Doxorubicin Hydrochloride Liposome (Pegylated) Injections

Product/Composition:- Doxorubicin Hydrochloride Liposome (Pegylated) Injections
Strength:- 2mg/ml
Form:- Injection
Production Capacity 1 Million Injection/Month
Therapeutic use:- Anti Cancer
Package Insert/Leaflet: Available upon request


Doxorubicin intercalates between base pairs in the DNA helix, thereby preventing DNA replication and ultimately inhibiting protein synthesis. Additionally, doxorubicin inhibits topoisomerase II which results in an increased and stabilized cleavable enzyme-DNA linked complex during DNA replication and subsequently prevents the ligation of the nucleotide strand after double-strand breakage. Doxorubicin also forms oxygen free radicals resulting in cytotoxicity secondary to lipid peroxidation of cell membrane lipids. Liposomal delivery of doxorubicin HCL improves drug penetration into tumors and decreases drug clearance, thereby increasing the duration of therapeutic drug effects; a liposomal formulation of doxorubicin also modulates toxicity, specifically the cardiac effects commonly seen with anthracycline antitumor drugs.

Pegylated liposomal doxorubicin is one of a new class of drug formulations that is delivered in vesicles called liposomes. The doxorubicin molecules in pegylated liposomal doxorubicin are encapsulated in a bilayer sphere of lipids. This vesicle is then surrounded by a dense layer of polyethylene glycol (PEG), hence the name pegylated liposomal doxorubicin. The size of the liposomes, approximately 100 nm, prevents them from entering tissues with tight capillary junctions, such as the heart and gastrointestinal tract, as well as selectively depositing the liposome into the tumor. In contrast to normal vessels, the vessels of the tumor are tortuous, dilated, have morphologically abnormal endothelial cells, and are leaky due to large spaces between pericytes.

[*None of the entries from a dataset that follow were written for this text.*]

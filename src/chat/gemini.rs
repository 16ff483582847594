//! Gemini chat-completion client

use std::time::Duration;

use async_trait::async_trait;
use reqwest::Client;
use serde::{Deserialize, Serialize};
use tracing::debug;

use crate::{
    chat::{ChatHistory, ChatRole, ChatTurn, CompletionService},
    protocol::error::{A2aError, A2aResult},
};

const DEFAULT_MODEL: &str = "gemini-1.5-flash";
const DEFAULT_BASE_URL: &str = "https://generativelanguage.googleapis.com/v1beta";

/// Gemini provider configuration
#[derive(Debug, Clone)]
pub struct GeminiConfig {
    /// API key for the Generative Language API
    pub api_key: String,

    /// Model identifier
    pub model: String,

    /// API base URL
    pub base_url: String,

    /// Sampling temperature
    pub temperature: f32,

    /// Maximum tokens in the reply
    pub max_output_tokens: u32,

    /// Request timeout
    pub timeout: Duration,
}

impl GeminiConfig {
    /// Create a configuration with default model and sampling settings
    pub fn new(api_key: impl Into<String>) -> Self {
        Self {
            api_key: api_key.into(),
            model: DEFAULT_MODEL.to_string(),
            base_url: DEFAULT_BASE_URL.to_string(),
            temperature: 0.8,
            max_output_tokens: 8192,
            timeout: Duration::from_secs(60),
        }
    }

    /// Read the API key from the `GEMINI_API_KEY` environment variable
    ///
    /// A missing key is a fatal configuration error, raised before any
    /// request is made.
    pub fn from_env() -> A2aResult<Self> {
        let api_key = std::env::var("GEMINI_API_KEY").map_err(|_| {
            A2aError::Config("GEMINI_API_KEY environment variable is not set".into())
        })?;
        Ok(Self::new(api_key))
    }

    /// Set the model identifier
    pub fn with_model(mut self, model: impl Into<String>) -> Self {
        self.model = model.into();
        self
    }

    /// Set the API base URL (used for testing against local servers)
    pub fn with_base_url(mut self, base_url: impl Into<String>) -> Self {
        self.base_url = base_url.into();
        self
    }
}

/// Chat-completion client for the Gemini `generateContent` API
pub struct GeminiChat {
    config: GeminiConfig,
    client: Client,
}

impl GeminiChat {
    /// Create a new Gemini client
    pub fn new(config: GeminiConfig) -> A2aResult<Self> {
        if config.api_key.is_empty() {
            return Err(A2aError::Config("Gemini API key is required".into()));
        }

        let client = Client::builder()
            .timeout(config.timeout)
            .build()
            .map_err(|e| A2aError::Connection(e.to_string()))?;

        Ok(Self { config, client })
    }

    /// Create a client configured from the environment
    pub fn from_env() -> A2aResult<Self> {
        Self::new(GeminiConfig::from_env()?)
    }

    fn build_request(&self, history: &ChatHistory) -> GenerateContentRequest {
        let contents = history
            .turns()
            .iter()
            .map(|turn| GeminiContent {
                role: match turn.role {
                    ChatRole::User => "user".to_string(),
                    ChatRole::Assistant => "model".to_string(),
                },
                parts: vec![GeminiPart {
                    text: turn.content.clone(),
                }],
            })
            .collect();

        GenerateContentRequest {
            contents,
            generation_config: GenerationConfig {
                temperature: self.config.temperature,
                max_output_tokens: self.config.max_output_tokens,
            },
        }
    }

    fn parse_response(response: GenerateContentResponse) -> A2aResult<ChatTurn> {
        let candidate = response
            .candidates
            .into_iter()
            .next()
            .ok_or_else(|| A2aError::Protocol("No candidates returned from Gemini".into()))?;

        let text: String = candidate
            .content
            .parts
            .into_iter()
            .map(|part| part.text)
            .collect();

        Ok(ChatTurn::assistant(text))
    }
}

#[async_trait]
impl CompletionService for GeminiChat {
    async fn complete(&self, history: &ChatHistory) -> A2aResult<ChatTurn> {
        let url = format!(
            "{}/models/{}:generateContent",
            self.config.base_url, self.config.model
        );
        let request = self.build_request(history);

        debug!(model = %self.config.model, turns = history.len(), "requesting completion");

        let response = self
            .client
            .post(&url)
            .header("x-goog-api-key", &self.config.api_key)
            .json(&request)
            .send()
            .await?;

        if !response.status().is_success() {
            let status = response.status();
            let body = response.text().await.unwrap_or_default();
            return Err(A2aError::Protocol(format!(
                "Gemini API error {}: {}",
                status, body
            )));
        }

        let payload: GenerateContentResponse = response.json().await?;
        Self::parse_response(payload)
    }
}

#[derive(Debug, Serialize)]
struct GenerateContentRequest {
    contents: Vec<GeminiContent>,
    #[serde(rename = "generationConfig")]
    generation_config: GenerationConfig,
}

#[derive(Debug, Serialize, Deserialize)]
struct GeminiContent {
    role: String,
    parts: Vec<GeminiPart>,
}

#[derive(Debug, Serialize, Deserialize)]
struct GeminiPart {
    text: String,
}

#[derive(Debug, Serialize)]
struct GenerationConfig {
    temperature: f32,
    #[serde(rename = "maxOutputTokens")]
    max_output_tokens: u32,
}

#[derive(Debug, Deserialize)]
struct GenerateContentResponse {
    #[serde(default)]
    candidates: Vec<GeminiCandidate>,
}

#[derive(Debug, Deserialize)]
struct GeminiCandidate {
    content: GeminiContent,
}
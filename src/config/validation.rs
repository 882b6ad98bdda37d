//! Configuration validation rules that produce warnings rather than errors

use crate::{
    models::Config,
    error::Result,
};
use std::path::Path;

/// Configuration validator with advisory checks
pub struct ConfigValidator;

impl ConfigValidator {
    /// Validate configuration, returning non-fatal warnings
    pub fn validate_comprehensive(config: &Config) -> Result<Vec<ValidationWarning>> {
        config.validate()?;

        let mut warnings = Vec::new();
        warnings.extend(Self::validate_packet_count(config));
        warnings.extend(Self::validate_ping_program(&config.ping_program));
        Ok(warnings)
    }

    fn validate_packet_count(config: &Config) -> Vec<ValidationWarning> {
        let mut warnings = Vec::new();

        // ping sends one request per second by default
        if config.packet_count > 50 {
            warnings.push(ValidationWarning::new(
                ValidationLevel::Info,
                format!(
                    "{} packets will take roughly {} seconds; press Ctrl-C to stop early",
                    config.packet_count, config.packet_count
                ),
            ));
        }

        if config.packet_count < 4 {
            warnings.push(ValidationWarning::new(
                ValidationLevel::Warning,
                format!("Only {} packet(s): loss percentage will be coarse", config.packet_count),
            ));
        }

        warnings
    }

    fn validate_ping_program(program: &str) -> Vec<ValidationWarning> {
        // Bare names are looked up on PATH at spawn time
        let looks_like_path = program.contains('/') || program.contains('\\');
        if looks_like_path && !Path::new(program).exists() {
            return vec![ValidationWarning::new(
                ValidationLevel::Warning,
                format!("Ping program '{}' does not exist", program),
            )];
        }
        Vec::new()
    }
}

/// Severity of a validation finding
#[derive(Debug, Clone, Copy, PartialEq, Eq)]
pub enum ValidationLevel {
    Info,
    Warning,
}

impl ValidationLevel {
    /// Get display string for level
    pub fn as_str(&self) -> &'static str {
        match self {
            Self::Info => "INFO",
            Self::Warning => "WARNING",
        }
    }
}

/// A non-fatal configuration finding
#[derive(Debug, Clone)]
pub struct ValidationWarning {
    pub level: ValidationLevel,
    pub message: String,
}

impl ValidationWarning {
    /// Create a new validation warning
    pub fn new(level: ValidationLevel, message: String) -> Self {
        Self { level, message }
    }

    /// Format warning for display
    pub fn format(&self, use_color: bool) -> String {
        if use_color {
            use colored::Colorize;
            let tag = match self.level {
                ValidationLevel::Info => self.level.as_str().cyan(),
                ValidationLevel::Warning => self.level.as_str().yellow(),
            };
            format!("[{}] {}", tag, self.message)
        } else {
            format!("[{}] {}", self.level.as_str(), self.message)
        }
    }
}

/// Convenience function for comprehensive configuration validation
pub fn validate_config(config: &Config) -> Result<Vec<ValidationWarning>> {
    ConfigValidator::validate_comprehensive(config)
}

#[cfg(test)]
mod tests {
    use super::*;

    #[test]
    fn test_default_config_has_no_warnings() {
        let warnings = validate_config(&Config::default()).unwrap();
        assert!(warnings.is_empty());
    }

    #[test]
    fn test_invalid_config_is_an_error() {
        let mut config = Config::default();
        config.packet_count = 0;
        assert!(validate_config(&config).is_err());
    }

    #[test]
    fn test_long_run_info() {
        let mut config = Config::default();
        config.packet_count = 80;
        let warnings = validate_config(&config).unwrap();
        assert_eq!(warnings.len(), 1);
        assert_eq!(warnings[0].level, ValidationLevel::Info);
    }

    #[test]
    fn test_small_count_warning() {
        let mut config = Config::default();
        config.packet_count = 2;
        let warnings = validate_config(&config).unwrap();
        assert!(warnings.iter().any(|w| w.level == ValidationLevel::Warning));
    }

    #[test]
    fn test_missing_program_path_warning() {
        let mut config = Config::default();
        config.ping_program = "/definitely/not/here/ping".to_string();
        let warnings = validate_config(&config).unwrap();
        assert_eq!(warnings.len(), 1);
        assert!(warnings[0].message.contains("does not exist"));
    }

    #[test]
    fn test_plain_format() {
        let warning = ValidationWarning::new(ValidationLevel::Warning, "careful".to_string());
        assert_eq!(warning.format(false), "[WARNING] careful");
    }
}
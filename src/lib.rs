//! Region Ping Tester
//!
//! Streams live round-trip times from the system ping utility to a
//! game-server region, parsing its output incrementally into events and
//! supporting graceful cancellation of a running test.

pub mod app;
pub mod cli;
pub mod config;
pub mod error;
pub mod logging;
pub mod models;
pub mod output;
pub mod probe;
pub mod targets;
pub mod types;

// Re-export commonly used types
pub use error::{AppError, Result};
pub use models::{Config, OutputFormat};
pub use output::{ColoredFormatter, EventFormatter, JsonFormatter, OutputCoordinator, OutputFormatterFactory};
pub use probe::{CancelHandle, ProbeParser, ProbeRunner, RunContext};
pub use types::{ProbeEvent, ProbeSummary, RunOutcome, Target};

/// Application version information
pub const VERSION: &str = env!("CARGO_PKG_VERSION");
pub const PKG_NAME: &str = env!("CARGO_PKG_NAME");

/// Default configuration values
pub mod defaults {
    use std::time::Duration;

    pub const DEFAULT_PACKET_COUNT: u32 = 25;
    pub const MAX_PACKET_COUNT: u32 = 100;
    pub const DEFAULT_PING_PROGRAM: &str = "ping";
    /// Wait between terminate and kill when a run is stopped
    pub const DEFAULT_STOP_GRACE: Duration = Duration::from_millis(1500);
    /// Wait for ping to exit after its output has ended
    pub const DEFAULT_REAP_TIMEOUT: Duration = Duration::from_secs(3);
    pub const DEFAULT_ENABLE_COLOR: bool = true;
}
//! Configuration management module

pub mod parser;
pub mod validation;
pub mod env;

// Re-export main functionality
pub use parser::{ConfigParser, load_config, display_config_summary};
pub use validation::{ConfigValidator, ValidationLevel, ValidationWarning, validate_config};
pub use env::EnvManager;

// Re-export from models for convenience
pub use crate::models::Config;
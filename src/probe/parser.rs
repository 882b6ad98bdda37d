//! Line classification for ping utility output
//!
//! Ping output differs between vendors, so lines are matched against a small
//! ordered rule set rather than a grammar:
//!
//! 1. live gate: the line looks like a reply (`Reply from`, `time=`, `time<`)
//! 2. round-trip time: `time=NNms` / `time<NNms` / `time=NN.N ms`
//! 3. timeout, only when rule 2 did not match
//! 4. statistics fragment, checked independently of rules 1-3
//!
//! One line can therefore produce zero, one or several events.

use crate::types::{ProbeEvent, ProbeSummary};
use regex::Regex;
use std::sync::OnceLock;

const LIVE_MARKERS: &[&str] = &["Reply from", "time=", "time<"];

// Lowercased before matching. "request timeout" is the BSD/macOS wording.
const TIMEOUT_MARKERS: &[&str] = &["timed out", "request timeout"];

const STATS_MARKERS: &[&str] = &[
    "Packets:",
    "Lost =",
    "packets transmitted",
    "min/avg/max",
];

fn rtt_pattern() -> &'static Regex {
    static PATTERN: OnceLock<Regex> = OnceLock::new();
    PATTERN.get_or_init(|| {
        Regex::new(r"time[=<](\d+)(?:[.,]\d+)?\s?ms").expect("round-trip pattern is valid")
    })
}

/// Result of applying the rule set to one line
#[derive(Debug, Clone, Copy, Default, PartialEq, Eq)]
pub struct LineClass {
    pub live: bool,
    pub rtt_ms: Option<u32>,
    pub timeout: bool,
    pub stats: bool,
}

impl LineClass {
    /// Whether no rule matched
    pub fn is_unmatched(&self) -> bool {
        !self.live && self.rtt_ms.is_none() && !self.timeout && !self.stats
    }
}

/// Apply the rule set to a trimmed line
pub fn classify(line: &str) -> LineClass {
    let live = LIVE_MARKERS.iter().any(|marker| line.contains(marker));
    let rtt_ms = parse_rtt(line);

    let timeout = rtt_ms.is_none() && {
        let lower = line.to_lowercase();
        TIMEOUT_MARKERS.iter().any(|marker| lower.contains(marker))
    };

    let stats = STATS_MARKERS.iter().any(|marker| line.contains(marker));

    LineClass {
        live,
        rtt_ms,
        timeout,
        stats,
    }
}

/// Extract the integer millisecond part of a round-trip time, if present
pub fn parse_rtt(line: &str) -> Option<u32> {
    rtt_pattern()
        .captures(line)
        .and_then(|captures| captures.get(1))
        .and_then(|digits| digits.as_str().parse().ok())
}

/// Round to one decimal place, halves away from zero
pub fn round1(value: f64) -> f64 {
    (value * 10.0).round() / 10.0
}

/// Counters accumulated over one run
#[derive(Debug, Clone, Default, PartialEq)]
pub struct ProbeTally {
    /// Recorded round-trip times in arrival order
    pub times: Vec<u32>,
    pub sent: u32,
    pub received: u32,
}

impl ProbeTally {
    pub fn new() -> Self {
        Self::default()
    }

    pub fn record_reply(&mut self, ms: u32) {
        self.times.push(ms);
        self.sent += 1;
        self.received += 1;
    }

    pub fn record_timeout(&mut self) {
        self.sent += 1;
    }

    /// Packet loss percentage, 100.0 when nothing was sent
    pub fn loss_percent(&self) -> f64 {
        if self.sent == 0 {
            return 100.0;
        }
        let lost = self.sent.saturating_sub(self.received) as f64;
        round1(lost / self.sent as f64 * 100.0)
    }

    /// Final statistics, or None when no round-trip time was recorded
    pub fn summary(&self) -> Option<ProbeSummary> {
        let min = *self.times.iter().min()?;
        let max = *self.times.iter().max()?;
        let total: u64 = self.times.iter().map(|&ms| u64::from(ms)).sum();
        let avg = round1(total as f64 / self.times.len() as f64);

        Some(ProbeSummary {
            min,
            max,
            avg,
            sent: self.sent,
            received: self.received,
            loss_percent: self.loss_percent(),
        })
    }
}

/// Stateful parser turning ping output lines into events
#[derive(Debug, Default)]
pub struct ProbeParser {
    tally: ProbeTally,
}

impl ProbeParser {
    pub fn new() -> Self {
        Self::default()
    }

    /// Classify one raw line and return its events in emission order
    pub fn feed_line(&mut self, raw: &str) -> Vec<ProbeEvent> {
        let line = raw.trim();
        if line.is_empty() {
            return Vec::new();
        }

        let class = classify(line);
        let mut events = Vec::new();

        if class.live {
            events.push(ProbeEvent::live(line));
        }

        if let Some(ms) = class.rtt_ms {
            self.tally.record_reply(ms);
            events.push(ProbeEvent::Result { ms });
        } else if class.timeout {
            self.tally.record_timeout();
            events.push(ProbeEvent::Timeout);
        }

        if class.stats {
            events.push(ProbeEvent::stats_line(line));
        }

        events
    }

    pub fn tally(&self) -> &ProbeTally {
        &self.tally
    }

    pub fn summary(&self) -> Option<ProbeSummary> {
        self.tally.summary()
    }
}

#[cfg(test)]
mod tests {
    use super::*;
    use proptest::prelude::*;

    #[test]
    fn test_windows_reply_line() {
        let line = "Reply from 1.2.3.4: bytes=32 time=20ms TTL=117";
        let class = classify(line);
        assert!(class.live);
        assert_eq!(class.rtt_ms, Some(20));
        assert!(!class.timeout);
        assert!(!class.stats);
    }

    #[test]
    fn test_sub_millisecond_reply() {
        assert_eq!(parse_rtt("Reply from 10.0.0.1: bytes=32 time<1ms TTL=64"), Some(1));
    }

    #[test]
    fn test_unix_reply_line_truncates_fraction() {
        let line = "64 bytes from 1.1.1.1: icmp_seq=1 ttl=57 time=14.7 ms";
        let class = classify(line);
        assert!(class.live);
        assert_eq!(class.rtt_ms, Some(14));
    }

    #[test]
    fn test_reply_without_time_is_live_only() {
        let class = classify("Reply from 192.168.1.1: Destination host unreachable.");
        assert!(class.live);
        assert_eq!(class.rtt_ms, None);
        assert!(!class.timeout);
    }

    #[test]
    fn test_timeout_lines() {
        assert!(classify("Request timed out.").timeout);
        assert!(classify("PING: transmit failed. General failure. TIMED OUT").timeout);
        assert!(classify("Request timeout for icmp_seq 3").timeout);
        assert!(!classify("Request timed out.").live);
    }

    #[test]
    fn test_rtt_takes_priority_over_timeout() {
        let class = classify("time=5ms (previous request timed out)");
        assert_eq!(class.rtt_ms, Some(5));
        assert!(!class.timeout);
    }

    #[test]
    fn test_stats_fragments() {
        assert!(classify("Packets: Sent = 4, Received = 4, Lost = 0 (0% loss),").stats);
        assert!(classify("4 packets transmitted, 4 received, 0% packet loss, time 3004ms").stats);
        assert!(classify("rtt min/avg/max/mdev = 13.1/14.2/15.0/0.7 ms").stats);
    }

    #[test]
    fn test_summary_header_line_with_time_is_not_an_rtt() {
        // "time 3004ms" has a space, not '=' or '<'
        let class = classify("4 packets transmitted, 4 received, 0% packet loss, time 3004ms");
        assert_eq!(class.rtt_ms, None);
        assert!(!class.live);
    }

    #[test]
    fn test_unmatched_lines() {
        assert!(classify("Pinging ping-eu.ds.on.epicgames.com [1.2.3.4] with 32 bytes of data:").is_unmatched());
        assert!(classify("PING 1.1.1.1 (1.1.1.1) 56(84) bytes of data.").is_unmatched());
        assert!(classify("Approximate round trip times in milli-seconds:").is_unmatched());
    }

    #[test]
    fn test_oversized_rtt_is_ignored() {
        assert_eq!(parse_rtt("time=99999999999ms"), None);
    }

    #[test]
    fn test_feed_line_emits_live_then_result() {
        let mut parser = ProbeParser::new();
        let events = parser.feed_line("  Reply from 1.2.3.4: time=20ms  ");
        assert_eq!(
            events,
            vec![
                ProbeEvent::live("Reply from 1.2.3.4: time=20ms"),
                ProbeEvent::Result { ms: 20 },
            ]
        );
    }

    #[test]
    fn test_feed_line_skips_blank_lines() {
        let mut parser = ProbeParser::new();
        assert!(parser.feed_line("").is_empty());
        assert!(parser.feed_line("   \r").is_empty());
        assert_eq!(parser.tally().sent, 0);
    }

    #[test]
    fn test_windows_stats_line_yields_stats_event() {
        let mut parser = ProbeParser::new();
        let events = parser.feed_line("    Packets: Sent = 4, Received = 3, Lost = 1 (25% loss),");
        assert_eq!(
            events,
            vec![ProbeEvent::stats_line("Packets: Sent = 4, Received = 3, Lost = 1 (25% loss),")]
        );
    }

    #[test]
    fn test_reply_with_stats_fragment_produces_three_events() {
        let mut parser = ProbeParser::new();
        let events = parser.feed_line("Reply from 1.2.3.4: time=20ms Lost = 0");
        assert_eq!(events.len(), 3);
        assert_eq!(events[1], ProbeEvent::Result { ms: 20 });
        assert!(matches!(events[2], ProbeEvent::StatsLine { .. }));
    }

    #[test]
    fn test_mixed_scenario_tally() {
        let mut parser = ProbeParser::new();
        let mut events = Vec::new();
        for line in ["Reply from 1.2.3.4: time=20ms", "Request timed out.", "time=30ms"] {
            events.extend(parser.feed_line(line));
        }

        let results: Vec<&ProbeEvent> = events
            .iter()
            .filter(|e| matches!(e, ProbeEvent::Result { .. } | ProbeEvent::Timeout))
            .collect();
        assert_eq!(
            results,
            vec![
                &ProbeEvent::Result { ms: 20 },
                &ProbeEvent::Timeout,
                &ProbeEvent::Result { ms: 30 },
            ]
        );

        let summary = parser.summary().unwrap();
        assert_eq!(summary.min, 20);
        assert_eq!(summary.max, 30);
        assert_eq!(summary.avg, 25.0);
        assert_eq!(summary.sent, 3);
        assert_eq!(summary.received, 2);
        assert_eq!(summary.loss_percent, 33.3);
    }

    #[test]
    fn test_no_summary_without_times() {
        let mut parser = ProbeParser::new();
        parser.feed_line("Request timed out.");
        parser.feed_line("Request timed out.");
        assert!(parser.summary().is_none());
        assert_eq!(parser.tally().loss_percent(), 100.0);
    }

    #[test]
    fn test_loss_with_nothing_sent() {
        assert_eq!(ProbeTally::new().loss_percent(), 100.0);
    }

    #[test]
    fn test_round1() {
        assert_eq!(round1(25.0), 25.0);
        assert_eq!(round1(33.333), 33.3);
        assert_eq!(round1(66.666), 66.7);
        assert_eq!(round1(14.25), 14.3);
    }

    #[derive(Debug, Clone)]
    enum SyntheticLine {
        Reply(u32),
        Bare(u32),
        Unix(u32, u8),
        Timeout,
        Stats,
        Noise,
        Blank,
    }

    impl SyntheticLine {
        fn render(&self) -> String {
            match self {
                Self::Reply(ms) => format!("Reply from 1.2.3.4: bytes=32 time={}ms TTL=117", ms),
                Self::Bare(ms) => format!("time<{}ms", ms),
                Self::Unix(ms, frac) => format!("64 bytes from 1.1.1.1: icmp_seq=1 ttl=57 time={}.{} ms", ms, frac % 10),
                Self::Timeout => "Request timed out.".to_string(),
                Self::Stats => "Packets: Sent = 4, Received = 4, Lost = 0 (0% loss),".to_string(),
                Self::Noise => "Pinging example.com [93.184.216.34] with 32 bytes of data:".to_string(),
                Self::Blank => "   ".to_string(),
            }
        }

        fn rtt(&self) -> Option<u32> {
            match self {
                Self::Reply(ms) | Self::Bare(ms) | Self::Unix(ms, _) => Some(*ms),
                _ => None,
            }
        }
    }

    fn synthetic_line() -> impl Strategy<Value = SyntheticLine> {
        prop_oneof![
            (0u32..5000).prop_map(SyntheticLine::Reply),
            (0u32..5000).prop_map(SyntheticLine::Bare),
            (0u32..5000, any::<u8>()).prop_map(|(ms, f)| SyntheticLine::Unix(ms, f)),
            Just(SyntheticLine::Timeout),
            Just(SyntheticLine::Stats),
            Just(SyntheticLine::Noise),
            Just(SyntheticLine::Blank),
        ]
    }

    proptest! {
        #[test]
        fn prop_results_match_rtt_lines(lines in prop::collection::vec(synthetic_line(), 0..60)) {
            let mut parser = ProbeParser::new();
            let mut parsed = Vec::new();
            for line in &lines {
                for event in parser.feed_line(&line.render()) {
                    if let ProbeEvent::Result { ms } = event {
                        parsed.push(ms);
                    }
                }
            }

            let expected: Vec<u32> = lines.iter().filter_map(SyntheticLine::rtt).collect();
            prop_assert_eq!(parsed, expected);
        }

        #[test]
        fn prop_summary_statistics(lines in prop::collection::vec(synthetic_line(), 0..60)) {
            let mut parser = ProbeParser::new();
            for line in &lines {
                parser.feed_line(&line.render());
            }

            let times: Vec<u32> = lines.iter().filter_map(SyntheticLine::rtt).collect();
            let timeouts = lines.iter().filter(|l| matches!(l, SyntheticLine::Timeout)).count() as u32;

            match parser.summary() {
                None => prop_assert!(times.is_empty()),
                Some(summary) => {
                    let mean = times.iter().map(|&t| t as f64).sum::<f64>() / times.len() as f64;
                    prop_assert_eq!(summary.min, *times.iter().min().unwrap());
                    prop_assert_eq!(summary.max, *times.iter().max().unwrap());
                    prop_assert!((summary.avg - mean).abs() <= 0.05 + 1e-9);
                    prop_assert_eq!(summary.avg, round1(mean));

                    let sent = times.len() as u32 + timeouts;
                    prop_assert_eq!(summary.sent, sent);
                    prop_assert_eq!(summary.received, times.len() as u32);
                    let loss = round1(timeouts as f64 / sent as f64 * 100.0);
                    prop_assert_eq!(summary.loss_percent, loss);
                }
            }
        }
    }
}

These physical characteristics allow more extravasation of the vesicles into the tumor, thus encouraging more deposition of the chemotherapy agent into the tumor. The PEG coating on the liposome creates a hydrophilic layer around the liposome that buffers the liposome wall from the surrounding milieu. This decreases proteins from binding to the lipid bilayer. These proteins act as opsonins, attracting foreign particles that in turn activate the mononuclear phagocytic cells. This leads to break down of the liposome and release of the drug. Therefore, the PEG coating on the liposome increases the longevity of the liposome.